►

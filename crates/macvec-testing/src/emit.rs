//! Hex artifact emission
//!
//! Tensors are encoded and rendered to lines completely before any file is
//! touched. Each artifact is then staged in a temporary file and only renamed
//! into place once every artifact of the set has been staged.

use crate::error::{GenerationError, Result};
use macvec_format::{
    chunk_and_interpret, encode, format_hex_row, ByteOrder, CodecError, StorageFormat, Tensor,
};
use macvec_manifest::{OperandLayout, ReferenceLayout};
use std::fs;
use std::io::{BufWriter, Write};
use std::path::{Path, PathBuf};
use tempfile::NamedTempFile;
use tracing::{debug, info};

/// Renders operand and reference tensors into artifact lines
#[derive(Debug, Clone, Copy, PartialEq, Eq, Default)]
pub struct Emitter {
    pub byte_order: ByteOrder,
    pub operand_layout: OperandLayout,
    pub reference_layout: ReferenceLayout,
}

impl Emitter {
    pub fn new(
        byte_order: ByteOrder,
        operand_layout: OperandLayout,
        reference_layout: ReferenceLayout,
    ) -> Self {
        Self {
            byte_order,
            operand_layout,
            reference_layout,
        }
    }

    /// Lines for an E4M3 operand tensor of shape (N, K)
    pub fn operand_lines(&self, operand: &Tensor) -> std::result::Result<Vec<String>, CodecError> {
        let bytes = encode(operand, StorageFormat::Narrow, self.byte_order)?;
        let units = chunk_and_interpret(&bytes, 1, self.byte_order)?;

        let lines: Vec<String> = match self.operand_layout {
            OperandLayout::Element => units
                .iter()
                .map(|unit| format_hex_row(std::slice::from_ref(unit), 1))
                .collect(),
            OperandLayout::Row => {
                let (_, cols) = operand.dims2()?;
                if cols == 0 {
                    return Err(CodecError::ShapeMismatch(
                        "row layout needs at least one column".to_string(),
                    ));
                }
                units
                    .chunks_exact(cols)
                    .map(|row| format_hex_row(row, 1))
                    .collect()
            }
        };

        debug!(
            "Rendered {} operand bytes into {} lines ({} layout)",
            bytes.len(),
            lines.len(),
            self.operand_layout
        );
        Ok(lines)
    }

    /// Lines for a bf16 reference tensor, one line per element
    pub fn reference_lines(
        &self,
        reference: &Tensor,
    ) -> std::result::Result<Vec<String>, CodecError> {
        let bytes = encode(reference, StorageFormat::Wide, self.byte_order)?;

        let lines: Vec<String> = match self.reference_layout {
            ReferenceLayout::Bytes => chunk_and_interpret(&bytes, 1, self.byte_order)?
                .chunks_exact(2)
                .map(|pair| format_hex_row(pair, 1))
                .collect(),
            // Host view of the emitted byte pairs, as a little-endian machine reads them
            ReferenceLayout::Word => chunk_and_interpret(&bytes, 2, ByteOrder::Little)?
                .iter()
                .map(|word| format_hex_row(std::slice::from_ref(word), 2))
                .collect(),
        };

        debug!(
            "Rendered {} reference bytes into {} lines ({} layout)",
            bytes.len(),
            lines.len(),
            self.reference_layout
        );
        Ok(lines)
    }
}

/// An artifact fully written to a temporary file beside its destination
///
/// Nothing at the destination changes until [`StagedArtifact::commit`].
/// Dropping an uncommitted artifact removes the temporary file.
#[derive(Debug)]
pub struct StagedArtifact {
    file: NamedTempFile,
    path: PathBuf,
    lines: usize,
}

impl StagedArtifact {
    pub fn path(&self) -> &Path {
        &self.path
    }

    /// Rename the staged file over the destination
    pub fn commit(self) -> Result<usize> {
        let path = self.path;
        self.file.persist(&path).map_err(|e| GenerationError::Io {
            path: path.clone(),
            source: e.error,
        })?;

        info!("Wrote {} lines to {}", self.lines, path.display());
        Ok(self.lines)
    }
}

/// Write one newline-terminated line per entry to a temporary file next to
/// `path`, creating missing parent directories.
pub fn stage_lines(path: &Path, lines: &[String]) -> Result<StagedArtifact> {
    let io_err = |source: std::io::Error| GenerationError::Io {
        path: path.to_path_buf(),
        source,
    };

    let parent = match path.parent() {
        Some(parent) if !parent.as_os_str().is_empty() => parent,
        _ => Path::new("."),
    };
    fs::create_dir_all(parent).map_err(io_err)?;

    // A rename cannot replace a directory; catch it before anything is committed
    if path.is_dir() {
        return Err(io_err(std::io::Error::new(
            std::io::ErrorKind::Other,
            "destination is a directory",
        )));
    }

    let mut file = NamedTempFile::new_in(parent).map_err(io_err)?;
    {
        let mut writer = BufWriter::new(&mut file);
        for line in lines {
            writeln!(writer, "{}", line).map_err(io_err)?;
        }
        writer.flush().map_err(io_err)?;
    }

    debug!("Staged {} lines for {}", lines.len(), path.display());
    Ok(StagedArtifact {
        file,
        path: path.to_path_buf(),
        lines: lines.len(),
    })
}

/// Create (or replace) `path` with one line per entry.
///
/// Returns the number of lines written.
pub fn write_lines(path: &Path, lines: &[String]) -> Result<usize> {
    stage_lines(path, lines)?.commit()
}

◄

§ **Task details**:
Each line from the one containing "writer.flush().map_err(io_err)?;" to the last line of the material above should be reproduced word for word, with nothing added.

§ **Result below**:
        writer.flush().map_err(io_err)?;
    }

    debug!("Staged {} lines for {}", lines.len(), path.display());
    Ok(StagedArtifact {
        file,
        path: path.to_path_buf(),
        lines: lines.len(),
    })
}

/// Create (or replace) `path` with one line per entry.
///
/// Returns the number of lines written.
pub fn write_lines(path: &Path, lines: &[String]) -> Result<usize> {
    stage_lines(path, lines)?.commit()
}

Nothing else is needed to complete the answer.